» EXERCISE PROMPT: Print each line from the start of the records below up through the line where "cell[3][2] = 0.05;" is found, exactly as given.
SUPPLIED DATA START
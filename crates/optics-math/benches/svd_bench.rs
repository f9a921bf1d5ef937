use criterion::{criterion_group, criterion_main, Criterion};
use ndarray::Array2;
use optics_math::linalg::{pinv_truncated, svd_small};
use optics_math::symplectic::{identity4, mat_mul4, symplecticity_error};
use std::hint::black_box;

fn response_matrix(m: usize, n: usize) -> Array2<f64> {
    Array2::from_shape_fn((m, n), |(i, j)| {
        ((i as f64 * 0.37 + j as f64 * 1.13).sin() * (1.0 + 0.1 * j as f64)).exp_m1()
    })
}

fn bench_svd(c: &mut Criterion) {
    let bump = response_matrix(4, 4);
    let wide = response_matrix(8, 24);

    c.bench_function("svd_4x4_bump", |b| b.iter(|| svd_small(black_box(&bump))));
    c.bench_function("pinv_truncated_8x24", |b| {
        b.iter(|| pinv_truncated(black_box(&wide), 1e-10))
    });
}

fn bench_matrix_chain(c: &mut Criterion) {
    let mut cell = identity4();
    cell[0][1] = 10.0;
    cell[2][3] = 10.0;
    cell[1][0] = -0.05;
    cell[3][2] = 0.05;

    c.bench_function("transfer_chain_1000", |b| {
        b.iter(|| {
            let mut m = identity4();
            for _ in 0..1000 {
                m = mat_mul4(&cell, &m);
            }
            black_box(symplecticity_error(&m))
        })
    });
}

criterion_group!(benches, bench_svd, bench_matrix_chain);
criterion_main!(benches);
SUPPLIED DATA END
» WRITTEN SOLUTION:
filename crates/optics-math/benches/svd_bench.rs
repository f9a921bf1d5ef937
use criterion::{criterion_group, criterion_main, Criterion};
use ndarray::Array2;
use optics_math::linalg::{pinv_truncated, svd_small};
use optics_math::symplectic::{identity4, mat_mul4, symplecticity_error};
use std::hint::black_box;

fn response_matrix(m: usize, n: usize) -> Array2<f64> {
    Array2::from_shape_fn((m, n), |(i, j)| {
        ((i as f64 * 0.37 + j as f64 * 1.13).sin() * (1.0 + 0.1 * j as f64)).exp_m1()
    })
}

fn bench_svd(c: &mut Criterion) {
    let bump = response_matrix(4, 4);
    let wide = response_matrix(8, 24);

    c.bench_function("svd_4x4_bump", |b| b.iter(|| svd_small(black_box(&bump))));
    c.bench_function("pinv_truncated_8x24", |b| {
        b.iter(|| pinv_truncated(black_box(&wide), 1e-10))
    });
}

fn bench_matrix_chain(c: &mut Criterion) {
    let mut cell = identity4();
    cell[0][1] = 10.0;
    cell[2][3] = 10.0;
    cell[1][0] = -0.05;
    cell[3][2] = 0.05;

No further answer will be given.